Likewise, whether an individual acted with “hate” is irrelevant to the issue of whether a violation of the HCPA occurred. While the Act is technically classified as a “hate crime” statute, by its own terms, the government is not required to prove that the aggressor acted with “hate” in order to succeed on a claim. Instead, even an action performed with good intentions could potentially be considered a violation of the Act if it was ultimately motivated by the victim’s actual or perceived disability, race, national origin, or other protected condition.
Prevention And Treatment
How then should you and your employees act in order to avoid violating state and federal harassment, discrimination, retaliation, and hate crime laws? First, you should review and update your policies and procedures to ensure that they are written without reference to any individual’s possession of a protected condition, except where explicitly permitted by law. Generally speaking, policies for requesting medical leave, keeping the workplace clean, social distancing, and wearing personal protective equipment should apply equally to all employees, independent contractors, and customers regardless of any actual or perceived conditions that they might possess.
Second, you should educate your employees and independent contractors on your policies and procedures. Policies should be contained in employee handbooks or clearly marked standalone documents that are distributed to employees or independent contracts with advance notice, documentation of receipt, and the opportunity to ask questions. Procedures should be described in clear and unambiguous language and should reflect the business’s actual practices.
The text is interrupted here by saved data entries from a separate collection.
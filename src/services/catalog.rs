//! Catalog service: categories and books

use crate::{
    config::PaginationConfig,
    error::AppResult,
    forms::{validate_form, FieldErrors},
    models::{
        book::{Book, BookForm, BookWithCategory},
        category::{Category, CategoryForm},
    },
    pagination::Pagination,
    repository::{books::BookRecord, Repository},
};

pub const CATEGORY_LIST_PATH: &str = "/category/list";
pub const BOOK_LIST_PATH: &str = "/book/list";

#[derive(Clone)]
pub struct CatalogService {
    repository: Repository,
    pagination: PaginationConfig,
}

/// Escape LIKE wildcards so a search term only ever matches as a literal substring
pub(crate) fn like_pattern(term: &str) -> String {
    let mut pattern = String::with_capacity(term.len());
    for c in term.trim().chars() {
        if matches!(c, '\\' | '%' | '_') {
            pattern.push('\\');
        }
        pattern.push(c);
    }
    pattern
}

/// Validate an already trimmed book form. `current_image` is the stored image when updating.
fn book_record<'a>(form: &'a BookForm, current_image: Option<&'a str>) -> Result<BookRecord<'a>, FieldErrors> {
    let mut errors = match validate_form(form) {
        Ok(()) => FieldErrors::new(),
        Err(errors) => errors,
    };

    let image = match (form.image.as_str(), current_image) {
        ("", Some(current)) => current,
        ("", None) => {
            errors.insert("image", "The image field is required");
            ""
        }
        (image, _) => image,
    };

    errors.into_result()?;

    Ok(BookRecord {
        // validated as present above
        category_id: form.category_id.unwrap_or_default(),
        book_name: &form.book_name,
        author_name: &form.author_name,
        details: &form.details,
        image,
        status: form.status,
    })
}

impl CatalogService {
    pub fn new(repository: Repository, pagination: PaginationConfig) -> Self {
        Self {
            repository,
            pagination,
        }
    }

    // Categories

    pub async fn list_categories(&self, page: i64) -> AppResult<(Vec<Category>, Pagination)> {
        let total = self.repository.categories.count().await?;
        let pagination = Pagination::new(CATEGORY_LIST_PATH, page, self.pagination.categories, total);
        let categories = self
            .repository
            .categories
            .list_page(pagination.limit, pagination.offset)
            .await?;
        Ok((categories, pagination))
    }

    pub async fn search_categories(&self, term: &str) -> AppResult<Vec<Category>> {
        self.repository.categories.search(&like_pattern(term)).await
    }

    pub async fn all_categories(&self) -> AppResult<Vec<Category>> {
        self.repository.categories.list_all().await
    }

    pub async fn get_category(&self, id: i32) -> AppResult<Category> {
        self.repository.categories.get_by_id(id).await
    }

    pub async fn create_category(&self, form: &CategoryForm) -> AppResult<Result<Category, FieldErrors>> {
        let form = form.trimmed();
        if let Err(errors) = validate_form(&form) {
            return Ok(Err(errors));
        }
        let category = self.repository.categories.create(&form).await?;
        tracing::info!(category_id = category.id, "Category created");
        Ok(Ok(category))
    }

    pub async fn update_category(
        &self,
        id: i32,
        form: &CategoryForm,
    ) -> AppResult<Result<Category, FieldErrors>> {
        // 404 before validation, like the edit page
        self.repository.categories.get_by_id(id).await?;

        let form = form.trimmed();
        if let Err(errors) = validate_form(&form) {
            return Ok(Err(errors));
        }
        let category = self.repository.categories.update(id, &form).await?;
        tracing::info!(category_id = id, "Category updated");
        Ok(Ok(category))
    }

    pub async fn delete_category(&self, id: i32) -> AppResult<()> {
        self.repository.categories.get_by_id(id).await?;
        self.repository.categories.delete(id).await?;
        tracing::info!(category_id = id, "Category deleted");
        Ok(())
    }

    // Books

    pub async fn list_books(&self, page: i64) -> AppResult<(Vec<BookWithCategory>, Pagination)> {
        let total = self.repository.books.count().await?;
        let pagination = Pagination::new(BOOK_LIST_PATH, page, self.pagination.books, total);
        let books = self
            .repository
            .books
            .list_page(pagination.limit, pagination.offset)
            .await?;
        Ok((books, pagination))
    }

    pub async fn search_books(&self, term: &str) -> AppResult<Vec<BookWithCategory>> {
        self.repository.books.search(&like_pattern(term)).await
    }

    pub async fn get_book(&self, id: i32) -> AppResult<Book> {
        self.repository.books.get_by_id(id).await
    }

    pub async fn get_book_details(&self, id: i32) -> AppResult<BookWithCategory> {
        self.repository.books.get_with_category(id).await
    }

    pub async fn create_book(&self, form: &BookForm) -> AppResult<Result<Book, FieldErrors>> {
        let form = form.trimmed();
        let record = match book_record(&form, None) {
            Ok(record) => record,
            Err(errors) => return Ok(Err(errors)),
        };
        let book = self.repository.books.create(&record).await?;
        tracing::info!(book_id = book.id, "Book created");
        Ok(Ok(book))
    }

    pub async fn update_book(&self, id: i32, form: &BookForm) -> AppResult<Result<Book, FieldErrors>> {
        let current = self.repository.books.get_by_id(id).await?;

        let form = form.trimmed();
        let record = match book_record(&form, Some(&current.image)) {
            Ok(record) => record,
            Err(errors) => return Ok(Err(errors)),
        };
        let book = self.repository.books.update(id, &record).await?;
        tracing::info!(book_id = id, "Book updated");
        Ok(Ok(book))
    }

    pub async fn delete_book(&self, id: i32) -> AppResult<()> {
        self.repository.books.get_by_id(id).await?;
        self.repository.books.delete(id).await?;
        tracing::info!(book_id = id, "Book deleted");
        Ok(())
    }
}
Third, you should train your managers to enforce your policies and procedures in a neutral and non-discriminatory manner. While it may be tempting for managers to treat individuals who they suspect are infected with COVID-19 differently from other individuals, they must not do so. Further, where an individual fails to comply with a restaurant’s policies and procedures – including by harassing, intimidating, or threatening others who they suspect have COVID-19 due to their actual or perceived medical condition, race, national origin, or other protected condition – you and your managers must be sure to take swift and appropriate action to remedy the situation.
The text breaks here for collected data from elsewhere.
//! Book model

use serde::Deserialize;
use sqlx::FromRow;
use validator::Validate;

use crate::forms::{checkbox, optional_id};

/// Book row from the `books` table
#[derive(Debug, Clone, PartialEq, Eq, FromRow)]
pub struct Book {
    pub id: i32,
    pub category_id: i32,
    pub book_name: String,
    pub author_name: String,
    pub details: String,
    /// Path of the cover image, relative to the asset directory
    pub image: String,
    /// Whether the book is available for booking
    pub status: bool,
}

/// Book joined with the name of its category, for display
#[derive(Debug, Clone, PartialEq, Eq, FromRow)]
pub struct BookWithCategory {
    pub id: i32,
    pub category_id: i32,
    pub book_name: String,
    pub author_name: String,
    pub details: String,
    pub image: String,
    pub status: bool,
    /// `None` when the category no longer exists
    pub category_name: Option<String>,
}

/// Create/update book form
#[derive(Debug, Clone, Default, Deserialize, Validate)]
pub struct BookForm {
    #[serde(default, deserialize_with = "optional_id")]
    #[validate(required(message = "Please choose a category"))]
    pub category_id: Option<i32>,
    #[serde(default)]
    #[validate(length(min = 3, message = "The book name must be at least 3 characters"))]
    pub book_name: String,
    #[serde(default)]
    #[validate(length(min = 1, message = "The author name field is required"))]
    pub author_name: String,
    #[serde(default)]
    #[validate(length(min = 1, message = "The details field is required"))]
    pub details: String,
    /// Empty on update keeps the current image
    #[serde(default)]
    pub image: String,
    #[serde(default, deserialize_with = "checkbox")]
    pub status: bool,
}

impl BookForm {
    /// Form with surrounding whitespace removed from every text field
    pub fn trimmed(&self) -> Self {
        Self {
            book_name: self.book_name.trim().to_string(),
            author_name: self.author_name.trim().to_string(),
            details: self.details.trim().to_string(),
            image: self.image.trim().to_string(),
            ..self.clone()
        }
    }
}

impl From<&Book> for BookForm {
    fn from(book: &Book) -> Self {
        Self {
            category_id: Some(book.category_id),
            book_name: book.book_name.clone(),
            author_name: book.author_name.clone(),
            details: book.details.clone(),
            image: book.image.clone(),
            status: book.status,
        }
    }
}
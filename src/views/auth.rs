//! Login, registration and password reset pages

use maud::{html, Markup};

use super::{layout, text_field};
use crate::{
    forms::FieldErrors,
    models::user::{LoginForm, SignUpForm},
};

pub fn login(form: &LoginForm, errors: &FieldErrors) -> Markup {
    layout(
        "Login",
        false,
        html! {
            form method="post" action="/login" {
                (text_field(errors, "Email", "email", "email", &form.email))
                (text_field(errors, "Password", "password", "password", ""))
                button type="submit" { "Login" }
            }
            p {
                a href="/registration" { "Create an account" }
                " · "
                a href="/resetpassword" { "Forgot your password?" }
            }
        },
    )
}

pub fn signup(form: &SignUpForm, errors: &FieldErrors) -> Markup {
    layout(
        "Registration",
        false,
        html! {
            form method="post" action="/registration" {
                (text_field(errors, "First name", "first_name", "text", &form.first_name))
                (text_field(errors, "Last name", "last_name", "text", &form.last_name))
                (text_field(errors, "Email", "email", "email", &form.email))
                (text_field(errors, "Password", "password", "password", ""))
                (text_field(errors, "Confirm password", "confirm_password", "password", ""))
                button type="submit" { "Register" }
            }
            p { "Already registered? " a href="/login" { "Login" } }
        },
    )
}

pub fn reset_password(signed_in: bool) -> Markup {
    layout(
        "Reset password",
        signed_in,
        html! {
            form method="get" action="/resetpassword" {
                (text_field(&FieldErrors::new(), "Email", "email", "email", ""))
                button type="submit" disabled { "Send reset link" }
            }
            p { "Password reset by email is not available yet. Please contact a librarian." }
        },
    )
}
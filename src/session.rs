//! Cookie session: the signed-in user's id, carried in a signed cookie

use axum::{
    async_trait,
    extract::FromRequestParts,
    http::request::Parts,
    response::Redirect,
};
use axum_extra::extract::cookie::{Cookie, Key, SameSite, SignedCookieJar};
use sha2::{Digest, Sha512};

use crate::{config::SessionConfig, AppState};

pub const LOGIN_PATH: &str = "/login";

/// Signing key for the session cookie.
/// SHA-512 stretches the configured secret to the 64 bytes a `Key` needs.
pub fn derive_key(secret: &str) -> Key {
    let digest = Sha512::digest(secret.as_bytes());
    Key::from(digest.as_slice())
}

/// Signed-in user of the current request
#[derive(Debug, Clone, Copy, PartialEq, Eq)]
pub struct SessionUser {
    pub user_id: i32,
}

impl SessionUser {
    /// Read the session out of a cookie jar; tampered or malformed values count as no session
    pub fn from_jar(jar: &SignedCookieJar, config: &SessionConfig) -> Option<Self> {
        jar.get(&config.cookie_name)
            .and_then(|cookie| cookie.value().parse().ok())
            .map(|user_id| SessionUser { user_id })
    }
}

#[async_trait]
impl FromRequestParts<AppState> for SessionUser {
    type Rejection = Redirect;

    async fn from_request_parts(parts: &mut Parts, state: &AppState) -> Result<Self, Self::Rejection> {
        let jar = SignedCookieJar::from_headers(&parts.headers, state.cookie_key.clone());
        SessionUser::from_jar(&jar, &state.config.session)
            .ok_or_else(|| Redirect::temporary(LOGIN_PATH))
    }
}

/// Store `user_id` in the session cookie
pub fn sign_in(jar: SignedCookieJar, config: &SessionConfig, user_id: i32) -> SignedCookieJar {
    let cookie = Cookie::build((config.cookie_name.clone(), user_id.to_string()))
        .path("/")
        .http_only(true)
        .same_site(SameSite::Lax)
        .secure(config.secure);
    jar.add(cookie)
}

/// Clear the session cookie
pub fn sign_out(jar: SignedCookieJar, config: &SessionConfig) -> SignedCookieJar {
    jar.remove(Cookie::build((config.cookie_name.clone(), "")).path("/"))
}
Finally, you should educate yourself regarding the rights and duties that you have when an individual informs you that they are infected with COVID-19. While you may have the right to ask an employee who has tested positive for COVID-19 to stay home from work for the purpose of complying with your legal obligation to protect other employees from getting sick, you may also be required to allow that employee to continue working from home, to keep that employee’s medical condition confidential from other employees, and to reasonably accommodate that employee upon their return to work.
Importantly, because it is not always clear how newly passed COVID-19 related laws interact with other existing labor and employment laws, you should be sure to consult with your attorney before taking any adverse action against any employee or independent contractor who has tested positive for COVID-19.